Personal information
- Date of birth: 27 December 1919
- Place of birth: Bucharest, Romania
- Date of death: 15 May 1967 (aged 47)
- Place of death: Sinaia, Romania
- Position: Striker

Youth career
- 1934: Renașterea București
- 1934–1939: Militari București

Senior career*
- Years: Team / Apps / (Gls)
- 1939–1946: Unirea Tricolor București / 28 / (4)
- 1946–1957: Jiul Petroșani / 208 / (66)
- 1957–1959: Minerul Lupeni / 10 / (1)
- Total:  / 246 / (71)

International career
- 1952–1954: Romania / 6 / (2)

Managerial career
- 1959–1962: Minerul Vulcan
- 1962–1967: Pandurii Târgu Jiu

= Tudor Paraschiva =

Romanian footballer

Tudor Paraschiva (27 December 1919 – 15 May 1967) was a Romanian association football striker.

==Club career==
Paraschiva was born on 27 December 1919 in Bucharest, Romania and began playing junior-level football in 1934 at local club Renșterea before moving shortly afterwards to CS Militari.

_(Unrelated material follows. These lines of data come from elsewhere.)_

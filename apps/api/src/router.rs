use std::sync::Arc;

use axum::{
    Router,
    routing::get,
};

use consultation_cell::router::consultation_routes;
use media_cell::router::upload_routes;
use onboarding_cell::router::onboarding_routes;
use shared_config::AppConfig;

pub fn create_router(state: Arc<AppConfig>) -> Router {
    Router::new()
        .route("/", get(|| async { "Visita Health API is running!" }))
        .nest("/role-assignment", onboarding_routes(state.clone()))
        .nest("/consultations", consultation_routes(state.clone()))
        .nest("/upload", upload_routes(state.clone()))
}
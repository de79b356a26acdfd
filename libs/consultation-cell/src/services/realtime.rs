use serde::{Deserialize, Serialize};
use uuid::Uuid;

use shared_models::auth::UserRole;

/// Postgres change-feed subscription descriptor handed to the browser.
///
/// Purely a UX refresh hint; delivery is fire-and-forget and nothing
/// correctness-critical listens to it.
#[derive(Debug, Clone, PartialEq, Serialize, Deserialize)]
pub struct RealtimeSubscription {
    pub channel: String,
    pub schema: String,
    pub table: String,
    pub event: String,
    #[serde(skip_serializing_if = "Option::is_none")]
    pub filter: Option<String>,
}

impl RealtimeSubscription {
    fn consultations(filter: Option<String>) -> Self {
        let channel = match &filter {
            Some(f) => format!("consultations-{}", f),
            None => "consultations-all".to_string(),
        };
        Self {
            channel,
            schema: "public".to_string(),
            table: "consultations".to_string(),
            event: "*".to_string(),
            filter,
        }
    }
}

/// Dashboard feed: patients watch their own rows, doctors watch the
/// whole table (their queue is pending rows plus assignments).
pub fn dashboard_subscription(role: UserRole, user_id: &str) -> RealtimeSubscription {
    match role {
        UserRole::Patient => {
            RealtimeSubscription::consultations(Some(format!("patient_id=eq.{}", user_id)))
        }
        UserRole::Doctor => RealtimeSubscription::consultations(None),
    }
}

/// Single-consultation feed used by detail views.
pub fn consultation_subscription(consultation_id: Uuid) -> RealtimeSubscription {
    RealtimeSubscription::consultations(Some(format!("id=eq.{}", consultation_id)))
}
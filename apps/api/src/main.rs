use std::net::SocketAddr;
use std::sync::Arc;
use dotenv::dotenv;
use tokio::net::TcpListener;
use tower_http::cors::{CorsLayer, Any};
use tower_http::trace::{self, TraceLayer};
use tracing::{Level, info};
use tracing_subscriber::{layer::SubscriberExt, util::SubscriberInitExt};

mod router;

use shared_config::AppConfig;

#[tokio::main]
async fn main() {
    // Loading Env Vars
    dotenv().ok();

    // Initialize tracing
    tracing_subscriber::registry()
        .with(tracing_subscriber::EnvFilter::new(
            std::env::var("RUST_LOG").unwrap_or_else(|_| "info,tower_http=debug".into()),
        ))
        .with(tracing_subscriber::fmt::layer())
        .init();

    info!("Starting Visita Health API server");

    // Load configuration
    let config = AppConfig::from_env();

    // Set up CORS
    let cors = CorsLayer::new()
        .allow_origin(Any)
        .allow_methods(Any)
        .allow_headers(Any);

    // Create shared state
    let state = Arc::new(config);

    // Build the application router
    let app = router::create_router(state)
        .layer(
            TraceLayer::new_for_http()
                .make_span_with(trace::DefaultMakeSpan::new()
                    .level(Level::INFO))
                .on_response(trace::DefaultOnResponse::new()
                    .level(Level::INFO)),
        )
        .layer(cors);

    // Run the server
    let addr = SocketAddr::from(([0, 0, 0, 0], 3000));
    info!("Listening on {}", addr);

    let listener = TcpListener::bind(addr).await.unwrap();
    axum::serve(listener, app)
        .await
        .unwrap();
}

He made his Divizia A debut on 16 September 1939, playing for Unirea Tricolor București in a 3–2 loss to Rapid București. Under the guidance of player-coach Ștefan Cârjan he helped Unirea Tricolor win the Divizia A title in the 1940–41 season, contributing with two goals scored in seven matches. In the same season he helped the club reach the 1941 Cupa României final in which he played the entire match in the 4–3 loss to Rapid. In 1946, Paraschiva joined Jiul Petroșani, a club where he spent 10 seasons. In the 1947–48 season he scored a personal record of 15 goals, then in the following one he netted 14 goals which helped the team finish third. He then went to play for Minerul Lupeni in Divizia B, helping them get promoted to Divizia A in his second season. On 15 November 1959, Paraschiva made his last Divizia A appearance in a 7–0 away loss to Progresul București, totaling 238 matches with 71 goals in the competition.

==International career==
Paraschiva played six games and scored two goals for Romania, making his debut on 11 May 1952 under coach Emerich Vogl in a 3–1 friendly victory against Czechoslovakia in which he opened the score. His following appearance for the national team was also in a friendly, a 1–0 victory against Poland in which he scored the goal. His third game played for The Tricolours was in the 1952 Summer Olympics, as coach Gheorghe Popescu used him in a 2–1 loss against eventual champions Hungary. In that match he made a good impression, being selected by the Finnish authorities who organized the competition, to appear in a commemorative postage stamp. Paraschiva's last three games for the national team were a 3–1 friendly win over East Germany, a 2–0 loss to Czechoslovakia during the 1954 World Cup qualifiers and a 5–1 loss against Hungary in a friendly.

==Managerial career==
After he ended his playing career, Paraschiva started coaching in 1959 at Minerul Vulcan. In 1962, he became the first coach of the newly founded club, Pandurii Târgu Jiu. In his first season, he managed to promote them to Divizia C, where he led the team until his death in 1967.

==Career statitics==

Appearances and goals by national team and year
| National team | Year | Apps | Goals |
| Romania | 1952 | 4 | 2 |
| 1953 | 1 | 0 |
| 1954 | 1 | 0 |
| Total |  | 6 | 2 |

===International goals===
Scores and results list Romania's goal tally first, score column indicates score after each Paraschiva goal.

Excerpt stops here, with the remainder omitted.